__Assigned task__: Reading the listing below, count the lines that contain the word "registration" and give that count alone.

__Input for this task__:

********************

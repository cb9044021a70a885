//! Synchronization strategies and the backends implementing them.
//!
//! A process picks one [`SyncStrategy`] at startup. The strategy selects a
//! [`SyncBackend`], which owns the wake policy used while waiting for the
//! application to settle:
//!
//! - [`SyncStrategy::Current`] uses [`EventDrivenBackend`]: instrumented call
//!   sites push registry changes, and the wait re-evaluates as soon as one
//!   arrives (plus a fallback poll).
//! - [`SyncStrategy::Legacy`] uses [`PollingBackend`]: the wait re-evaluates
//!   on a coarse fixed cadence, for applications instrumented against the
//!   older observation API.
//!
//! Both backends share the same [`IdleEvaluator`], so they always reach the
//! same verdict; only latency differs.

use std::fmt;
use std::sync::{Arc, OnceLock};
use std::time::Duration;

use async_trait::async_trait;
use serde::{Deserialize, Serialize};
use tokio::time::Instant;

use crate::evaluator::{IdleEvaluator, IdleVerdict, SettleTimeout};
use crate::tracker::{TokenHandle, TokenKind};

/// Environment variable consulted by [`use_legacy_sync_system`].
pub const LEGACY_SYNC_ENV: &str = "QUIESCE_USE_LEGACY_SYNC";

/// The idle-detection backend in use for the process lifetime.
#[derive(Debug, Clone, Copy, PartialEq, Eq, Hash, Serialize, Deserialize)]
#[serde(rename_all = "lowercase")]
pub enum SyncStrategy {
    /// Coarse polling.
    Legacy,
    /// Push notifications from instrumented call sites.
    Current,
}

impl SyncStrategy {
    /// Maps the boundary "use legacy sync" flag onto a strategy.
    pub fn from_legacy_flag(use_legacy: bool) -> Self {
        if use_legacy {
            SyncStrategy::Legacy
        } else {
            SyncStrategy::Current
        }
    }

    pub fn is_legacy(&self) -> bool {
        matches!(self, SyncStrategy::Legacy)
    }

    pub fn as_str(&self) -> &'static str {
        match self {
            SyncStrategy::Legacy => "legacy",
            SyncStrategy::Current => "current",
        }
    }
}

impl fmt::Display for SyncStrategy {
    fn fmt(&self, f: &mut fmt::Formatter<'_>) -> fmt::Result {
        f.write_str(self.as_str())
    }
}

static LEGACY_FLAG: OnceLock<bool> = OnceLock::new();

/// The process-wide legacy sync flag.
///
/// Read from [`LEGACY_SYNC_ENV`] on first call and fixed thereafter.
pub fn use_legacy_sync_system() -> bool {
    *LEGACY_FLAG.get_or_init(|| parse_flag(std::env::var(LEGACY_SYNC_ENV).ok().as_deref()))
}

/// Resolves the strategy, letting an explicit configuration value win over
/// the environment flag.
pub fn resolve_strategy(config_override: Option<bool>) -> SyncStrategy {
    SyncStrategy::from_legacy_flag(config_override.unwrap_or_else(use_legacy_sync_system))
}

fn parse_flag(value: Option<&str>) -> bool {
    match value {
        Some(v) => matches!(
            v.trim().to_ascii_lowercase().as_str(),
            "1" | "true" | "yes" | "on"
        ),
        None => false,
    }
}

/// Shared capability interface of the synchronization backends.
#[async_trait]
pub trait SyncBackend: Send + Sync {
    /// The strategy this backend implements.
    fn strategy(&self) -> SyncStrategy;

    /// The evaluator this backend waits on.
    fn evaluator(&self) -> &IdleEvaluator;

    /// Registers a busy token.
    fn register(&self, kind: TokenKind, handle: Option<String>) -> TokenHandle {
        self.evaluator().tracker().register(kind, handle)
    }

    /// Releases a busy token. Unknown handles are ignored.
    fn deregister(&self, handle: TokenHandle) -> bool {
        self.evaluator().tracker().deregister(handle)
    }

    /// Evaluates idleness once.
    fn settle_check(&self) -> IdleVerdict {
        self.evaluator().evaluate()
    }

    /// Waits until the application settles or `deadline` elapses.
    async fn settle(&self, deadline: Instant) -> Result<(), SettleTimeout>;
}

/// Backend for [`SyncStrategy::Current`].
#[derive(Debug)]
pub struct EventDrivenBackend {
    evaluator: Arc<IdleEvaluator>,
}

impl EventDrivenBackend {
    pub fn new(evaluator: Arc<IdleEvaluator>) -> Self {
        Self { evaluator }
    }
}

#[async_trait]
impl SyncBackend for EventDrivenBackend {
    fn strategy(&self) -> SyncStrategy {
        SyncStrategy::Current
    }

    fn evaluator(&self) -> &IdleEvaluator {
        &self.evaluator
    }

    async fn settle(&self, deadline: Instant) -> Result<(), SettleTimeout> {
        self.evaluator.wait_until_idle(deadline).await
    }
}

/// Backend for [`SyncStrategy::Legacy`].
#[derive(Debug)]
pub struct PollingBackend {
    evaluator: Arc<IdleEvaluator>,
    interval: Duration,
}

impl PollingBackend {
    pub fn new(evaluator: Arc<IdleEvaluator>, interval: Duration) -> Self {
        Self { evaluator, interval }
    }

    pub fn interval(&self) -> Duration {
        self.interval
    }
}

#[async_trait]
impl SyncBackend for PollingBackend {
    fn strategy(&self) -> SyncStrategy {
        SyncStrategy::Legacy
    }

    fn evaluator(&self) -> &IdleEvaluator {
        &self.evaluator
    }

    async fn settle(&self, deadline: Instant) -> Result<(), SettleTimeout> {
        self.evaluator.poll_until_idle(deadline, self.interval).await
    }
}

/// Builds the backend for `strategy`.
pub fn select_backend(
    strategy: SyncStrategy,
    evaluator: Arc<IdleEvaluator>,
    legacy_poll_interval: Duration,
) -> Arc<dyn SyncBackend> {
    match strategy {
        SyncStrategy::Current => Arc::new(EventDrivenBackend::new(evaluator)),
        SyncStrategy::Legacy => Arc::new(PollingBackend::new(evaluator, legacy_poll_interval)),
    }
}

********************

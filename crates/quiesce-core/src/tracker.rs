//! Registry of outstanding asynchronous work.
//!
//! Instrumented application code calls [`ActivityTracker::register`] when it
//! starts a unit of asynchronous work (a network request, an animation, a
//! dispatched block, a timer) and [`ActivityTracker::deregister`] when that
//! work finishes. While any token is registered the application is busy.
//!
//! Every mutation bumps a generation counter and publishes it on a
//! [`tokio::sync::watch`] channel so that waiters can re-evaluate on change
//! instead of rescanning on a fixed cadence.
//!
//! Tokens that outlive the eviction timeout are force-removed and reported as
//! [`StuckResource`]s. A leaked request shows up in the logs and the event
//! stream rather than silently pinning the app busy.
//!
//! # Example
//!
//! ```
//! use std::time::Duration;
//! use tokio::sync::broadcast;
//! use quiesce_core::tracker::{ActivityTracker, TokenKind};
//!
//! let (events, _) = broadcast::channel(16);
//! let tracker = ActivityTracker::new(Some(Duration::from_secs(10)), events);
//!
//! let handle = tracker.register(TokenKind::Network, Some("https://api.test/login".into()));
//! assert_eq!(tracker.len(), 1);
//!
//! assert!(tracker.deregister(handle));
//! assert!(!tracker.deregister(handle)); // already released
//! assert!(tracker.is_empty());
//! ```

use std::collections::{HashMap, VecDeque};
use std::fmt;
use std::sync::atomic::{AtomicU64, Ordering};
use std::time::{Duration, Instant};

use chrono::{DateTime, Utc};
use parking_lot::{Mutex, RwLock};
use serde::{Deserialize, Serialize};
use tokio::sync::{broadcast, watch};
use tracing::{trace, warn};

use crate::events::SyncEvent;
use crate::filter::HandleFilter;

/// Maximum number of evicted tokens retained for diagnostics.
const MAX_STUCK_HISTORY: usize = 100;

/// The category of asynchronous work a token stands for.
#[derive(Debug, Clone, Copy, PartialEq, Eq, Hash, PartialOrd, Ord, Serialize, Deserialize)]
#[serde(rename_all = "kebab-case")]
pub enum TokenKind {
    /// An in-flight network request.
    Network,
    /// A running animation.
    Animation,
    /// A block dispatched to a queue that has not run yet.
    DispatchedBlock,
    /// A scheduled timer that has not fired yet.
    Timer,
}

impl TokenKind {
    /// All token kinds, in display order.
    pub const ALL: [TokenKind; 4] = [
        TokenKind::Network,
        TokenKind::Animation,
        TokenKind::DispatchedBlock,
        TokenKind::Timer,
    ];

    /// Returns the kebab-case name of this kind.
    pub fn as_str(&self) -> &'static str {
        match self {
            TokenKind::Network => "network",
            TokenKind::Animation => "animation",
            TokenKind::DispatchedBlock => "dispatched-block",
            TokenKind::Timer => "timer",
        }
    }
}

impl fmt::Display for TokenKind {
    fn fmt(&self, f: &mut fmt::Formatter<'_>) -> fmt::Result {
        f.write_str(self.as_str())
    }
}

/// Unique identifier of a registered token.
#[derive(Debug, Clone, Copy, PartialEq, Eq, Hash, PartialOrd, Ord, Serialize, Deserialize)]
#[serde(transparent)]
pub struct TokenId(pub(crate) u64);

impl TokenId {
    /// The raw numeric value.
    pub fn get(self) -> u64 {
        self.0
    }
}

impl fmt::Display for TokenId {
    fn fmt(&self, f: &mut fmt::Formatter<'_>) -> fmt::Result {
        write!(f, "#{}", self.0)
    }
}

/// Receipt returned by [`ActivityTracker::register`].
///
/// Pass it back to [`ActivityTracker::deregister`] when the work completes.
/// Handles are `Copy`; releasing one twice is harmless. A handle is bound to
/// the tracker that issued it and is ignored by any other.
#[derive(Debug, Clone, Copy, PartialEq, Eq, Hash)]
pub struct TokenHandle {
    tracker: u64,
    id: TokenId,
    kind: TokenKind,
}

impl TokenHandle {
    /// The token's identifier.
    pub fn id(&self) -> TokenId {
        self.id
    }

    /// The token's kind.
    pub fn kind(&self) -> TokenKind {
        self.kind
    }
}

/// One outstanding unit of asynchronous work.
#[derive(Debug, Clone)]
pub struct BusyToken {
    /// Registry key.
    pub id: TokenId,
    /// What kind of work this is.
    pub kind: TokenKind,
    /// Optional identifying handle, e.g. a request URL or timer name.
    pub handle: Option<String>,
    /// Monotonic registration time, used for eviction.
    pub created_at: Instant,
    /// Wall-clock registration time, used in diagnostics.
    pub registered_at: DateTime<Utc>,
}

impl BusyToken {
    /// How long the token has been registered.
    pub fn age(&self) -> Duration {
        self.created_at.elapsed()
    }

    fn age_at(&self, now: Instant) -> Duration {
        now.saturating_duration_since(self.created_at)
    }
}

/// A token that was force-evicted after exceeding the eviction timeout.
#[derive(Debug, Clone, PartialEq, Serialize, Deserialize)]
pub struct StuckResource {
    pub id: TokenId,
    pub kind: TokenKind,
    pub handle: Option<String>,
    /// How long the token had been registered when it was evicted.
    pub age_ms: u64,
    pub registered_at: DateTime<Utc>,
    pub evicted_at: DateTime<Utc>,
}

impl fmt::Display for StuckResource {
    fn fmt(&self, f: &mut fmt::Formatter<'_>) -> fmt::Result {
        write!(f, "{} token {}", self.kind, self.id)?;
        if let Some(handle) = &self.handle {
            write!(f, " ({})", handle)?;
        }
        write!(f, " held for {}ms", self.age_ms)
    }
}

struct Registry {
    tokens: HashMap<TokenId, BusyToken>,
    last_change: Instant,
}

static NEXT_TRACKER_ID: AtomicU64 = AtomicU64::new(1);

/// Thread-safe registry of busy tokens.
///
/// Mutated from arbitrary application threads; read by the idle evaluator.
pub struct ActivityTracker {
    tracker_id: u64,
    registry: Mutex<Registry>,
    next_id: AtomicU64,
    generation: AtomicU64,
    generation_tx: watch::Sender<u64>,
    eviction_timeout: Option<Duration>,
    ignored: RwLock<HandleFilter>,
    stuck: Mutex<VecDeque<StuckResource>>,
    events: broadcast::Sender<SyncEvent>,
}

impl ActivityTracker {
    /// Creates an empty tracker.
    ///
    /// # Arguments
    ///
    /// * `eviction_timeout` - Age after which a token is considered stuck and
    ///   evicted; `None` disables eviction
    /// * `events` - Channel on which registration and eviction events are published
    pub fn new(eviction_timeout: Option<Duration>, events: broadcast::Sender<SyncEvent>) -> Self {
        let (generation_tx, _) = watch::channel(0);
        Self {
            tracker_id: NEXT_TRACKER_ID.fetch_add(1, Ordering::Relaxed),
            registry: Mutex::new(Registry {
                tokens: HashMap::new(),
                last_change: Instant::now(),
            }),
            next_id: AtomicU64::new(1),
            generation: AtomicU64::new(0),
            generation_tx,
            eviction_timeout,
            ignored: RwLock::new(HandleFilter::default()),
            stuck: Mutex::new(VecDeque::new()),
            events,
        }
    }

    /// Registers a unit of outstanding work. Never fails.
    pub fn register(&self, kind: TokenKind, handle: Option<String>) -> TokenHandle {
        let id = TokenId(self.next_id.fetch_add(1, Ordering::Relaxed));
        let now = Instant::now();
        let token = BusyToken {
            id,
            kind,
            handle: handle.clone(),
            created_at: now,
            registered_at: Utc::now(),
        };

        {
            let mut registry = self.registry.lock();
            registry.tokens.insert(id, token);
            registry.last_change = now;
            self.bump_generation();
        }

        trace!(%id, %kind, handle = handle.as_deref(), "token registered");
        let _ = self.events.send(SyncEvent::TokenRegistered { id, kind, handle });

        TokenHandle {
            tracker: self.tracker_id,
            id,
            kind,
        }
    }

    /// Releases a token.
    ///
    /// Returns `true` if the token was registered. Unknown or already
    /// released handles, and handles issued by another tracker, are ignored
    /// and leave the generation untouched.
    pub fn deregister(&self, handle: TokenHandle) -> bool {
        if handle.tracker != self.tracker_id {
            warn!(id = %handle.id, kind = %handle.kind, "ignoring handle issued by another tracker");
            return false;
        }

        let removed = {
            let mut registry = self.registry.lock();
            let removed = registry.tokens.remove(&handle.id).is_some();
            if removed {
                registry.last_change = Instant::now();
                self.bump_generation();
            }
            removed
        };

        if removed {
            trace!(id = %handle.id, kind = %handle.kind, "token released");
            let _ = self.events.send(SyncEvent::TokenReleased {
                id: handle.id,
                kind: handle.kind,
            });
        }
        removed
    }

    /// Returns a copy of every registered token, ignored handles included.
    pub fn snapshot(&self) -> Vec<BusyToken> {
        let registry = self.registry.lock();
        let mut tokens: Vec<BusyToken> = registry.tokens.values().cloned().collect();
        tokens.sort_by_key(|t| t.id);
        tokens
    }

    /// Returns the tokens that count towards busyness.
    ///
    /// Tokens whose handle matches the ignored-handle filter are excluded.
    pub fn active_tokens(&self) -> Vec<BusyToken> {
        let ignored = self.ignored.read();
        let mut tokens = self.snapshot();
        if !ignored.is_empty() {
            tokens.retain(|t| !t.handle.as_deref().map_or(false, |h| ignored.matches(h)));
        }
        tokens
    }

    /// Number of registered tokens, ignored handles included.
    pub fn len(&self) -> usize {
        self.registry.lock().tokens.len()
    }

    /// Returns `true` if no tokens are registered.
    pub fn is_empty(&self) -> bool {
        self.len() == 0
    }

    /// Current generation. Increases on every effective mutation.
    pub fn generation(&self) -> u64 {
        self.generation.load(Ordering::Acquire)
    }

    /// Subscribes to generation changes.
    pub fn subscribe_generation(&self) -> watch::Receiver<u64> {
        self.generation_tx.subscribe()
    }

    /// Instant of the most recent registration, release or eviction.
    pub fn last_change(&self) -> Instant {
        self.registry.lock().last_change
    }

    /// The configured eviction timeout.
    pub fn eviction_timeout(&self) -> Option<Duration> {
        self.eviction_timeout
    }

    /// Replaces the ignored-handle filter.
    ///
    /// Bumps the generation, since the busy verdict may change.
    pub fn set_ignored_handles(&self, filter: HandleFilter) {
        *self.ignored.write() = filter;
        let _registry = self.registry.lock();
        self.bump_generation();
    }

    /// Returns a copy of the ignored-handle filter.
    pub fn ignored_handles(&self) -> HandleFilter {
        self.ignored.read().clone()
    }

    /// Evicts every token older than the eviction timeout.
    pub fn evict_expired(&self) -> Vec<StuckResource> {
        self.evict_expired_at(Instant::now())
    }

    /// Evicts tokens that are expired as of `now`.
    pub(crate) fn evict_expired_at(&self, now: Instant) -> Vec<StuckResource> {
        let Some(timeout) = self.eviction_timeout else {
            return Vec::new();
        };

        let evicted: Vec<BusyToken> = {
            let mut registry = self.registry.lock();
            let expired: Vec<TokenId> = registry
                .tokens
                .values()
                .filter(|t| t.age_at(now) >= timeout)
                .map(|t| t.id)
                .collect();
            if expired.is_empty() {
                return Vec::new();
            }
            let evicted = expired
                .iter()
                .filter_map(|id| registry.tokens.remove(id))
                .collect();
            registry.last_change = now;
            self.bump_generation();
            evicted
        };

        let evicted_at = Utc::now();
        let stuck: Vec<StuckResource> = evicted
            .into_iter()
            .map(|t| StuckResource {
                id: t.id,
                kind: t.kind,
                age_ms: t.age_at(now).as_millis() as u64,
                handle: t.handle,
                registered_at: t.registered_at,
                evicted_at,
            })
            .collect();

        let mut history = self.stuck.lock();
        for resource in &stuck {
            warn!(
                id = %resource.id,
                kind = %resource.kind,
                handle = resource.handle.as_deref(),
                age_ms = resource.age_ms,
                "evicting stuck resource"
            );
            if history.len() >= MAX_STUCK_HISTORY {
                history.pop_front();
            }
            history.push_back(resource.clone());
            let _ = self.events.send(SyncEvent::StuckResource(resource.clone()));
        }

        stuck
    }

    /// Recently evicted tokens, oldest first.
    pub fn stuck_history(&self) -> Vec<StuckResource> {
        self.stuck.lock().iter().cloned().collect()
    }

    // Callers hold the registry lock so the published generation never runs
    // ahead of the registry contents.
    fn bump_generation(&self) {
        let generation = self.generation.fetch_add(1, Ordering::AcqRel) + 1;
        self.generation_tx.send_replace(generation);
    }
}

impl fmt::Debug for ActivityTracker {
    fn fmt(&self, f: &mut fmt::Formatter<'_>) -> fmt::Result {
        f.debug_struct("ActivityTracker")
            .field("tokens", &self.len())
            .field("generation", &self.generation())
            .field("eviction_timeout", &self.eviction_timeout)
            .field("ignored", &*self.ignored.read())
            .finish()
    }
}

********************

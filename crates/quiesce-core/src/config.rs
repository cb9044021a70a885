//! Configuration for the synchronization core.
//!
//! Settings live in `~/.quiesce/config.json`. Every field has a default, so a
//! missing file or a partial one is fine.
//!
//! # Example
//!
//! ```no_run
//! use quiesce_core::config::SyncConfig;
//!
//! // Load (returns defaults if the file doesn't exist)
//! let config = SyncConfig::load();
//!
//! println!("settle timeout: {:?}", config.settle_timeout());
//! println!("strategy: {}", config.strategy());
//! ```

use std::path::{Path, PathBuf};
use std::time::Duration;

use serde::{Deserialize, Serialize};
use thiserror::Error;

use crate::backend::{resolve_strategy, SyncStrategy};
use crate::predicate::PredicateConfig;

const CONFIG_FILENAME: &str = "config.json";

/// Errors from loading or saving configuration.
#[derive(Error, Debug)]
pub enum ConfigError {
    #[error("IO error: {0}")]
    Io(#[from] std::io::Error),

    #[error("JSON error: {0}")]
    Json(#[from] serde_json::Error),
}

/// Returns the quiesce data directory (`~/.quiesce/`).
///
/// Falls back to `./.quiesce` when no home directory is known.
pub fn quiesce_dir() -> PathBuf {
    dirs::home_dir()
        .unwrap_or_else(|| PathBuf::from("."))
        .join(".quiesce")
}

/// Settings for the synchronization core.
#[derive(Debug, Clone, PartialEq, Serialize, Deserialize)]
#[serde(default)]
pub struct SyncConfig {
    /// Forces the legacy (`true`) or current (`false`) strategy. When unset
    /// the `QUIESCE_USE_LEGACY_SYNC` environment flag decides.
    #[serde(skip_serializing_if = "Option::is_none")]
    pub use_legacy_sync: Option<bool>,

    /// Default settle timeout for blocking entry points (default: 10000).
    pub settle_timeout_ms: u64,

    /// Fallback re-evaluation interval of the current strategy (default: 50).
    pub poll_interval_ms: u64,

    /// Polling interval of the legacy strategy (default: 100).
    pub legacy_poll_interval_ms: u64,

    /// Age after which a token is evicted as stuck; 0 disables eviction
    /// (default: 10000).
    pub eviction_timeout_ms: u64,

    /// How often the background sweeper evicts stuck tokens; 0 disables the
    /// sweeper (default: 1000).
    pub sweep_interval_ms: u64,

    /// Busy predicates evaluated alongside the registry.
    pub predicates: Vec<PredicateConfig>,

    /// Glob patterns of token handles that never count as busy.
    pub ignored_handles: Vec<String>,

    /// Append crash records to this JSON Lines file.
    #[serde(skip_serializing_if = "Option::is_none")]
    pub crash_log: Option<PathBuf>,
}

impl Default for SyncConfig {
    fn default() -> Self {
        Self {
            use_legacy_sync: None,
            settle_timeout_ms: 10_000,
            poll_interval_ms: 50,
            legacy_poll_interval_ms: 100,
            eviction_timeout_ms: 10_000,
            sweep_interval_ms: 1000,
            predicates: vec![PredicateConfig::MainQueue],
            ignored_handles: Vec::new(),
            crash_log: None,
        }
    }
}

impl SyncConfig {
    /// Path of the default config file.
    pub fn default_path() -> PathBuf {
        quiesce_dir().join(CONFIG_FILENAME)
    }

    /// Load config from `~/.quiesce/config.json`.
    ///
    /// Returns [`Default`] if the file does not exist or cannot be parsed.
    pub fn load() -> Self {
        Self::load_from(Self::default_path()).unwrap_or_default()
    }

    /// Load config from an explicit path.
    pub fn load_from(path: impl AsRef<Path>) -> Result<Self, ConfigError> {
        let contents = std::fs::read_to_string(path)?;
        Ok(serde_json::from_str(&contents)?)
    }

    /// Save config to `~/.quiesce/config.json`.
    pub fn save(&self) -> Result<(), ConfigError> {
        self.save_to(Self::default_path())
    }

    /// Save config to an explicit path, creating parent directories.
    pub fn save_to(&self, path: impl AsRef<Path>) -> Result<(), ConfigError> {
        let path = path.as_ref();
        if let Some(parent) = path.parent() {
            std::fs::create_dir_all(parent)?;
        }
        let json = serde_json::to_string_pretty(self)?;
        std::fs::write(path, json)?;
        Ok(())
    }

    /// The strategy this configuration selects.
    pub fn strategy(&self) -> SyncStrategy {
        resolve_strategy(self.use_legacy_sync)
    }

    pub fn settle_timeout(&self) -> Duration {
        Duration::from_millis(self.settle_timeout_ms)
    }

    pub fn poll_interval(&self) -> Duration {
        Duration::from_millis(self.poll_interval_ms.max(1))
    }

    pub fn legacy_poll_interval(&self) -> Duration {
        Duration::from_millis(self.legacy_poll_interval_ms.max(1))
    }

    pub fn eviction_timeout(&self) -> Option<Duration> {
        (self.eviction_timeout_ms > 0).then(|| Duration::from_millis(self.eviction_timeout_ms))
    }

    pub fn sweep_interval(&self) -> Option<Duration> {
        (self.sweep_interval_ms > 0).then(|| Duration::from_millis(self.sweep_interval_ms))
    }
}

********************

__Task result__: 4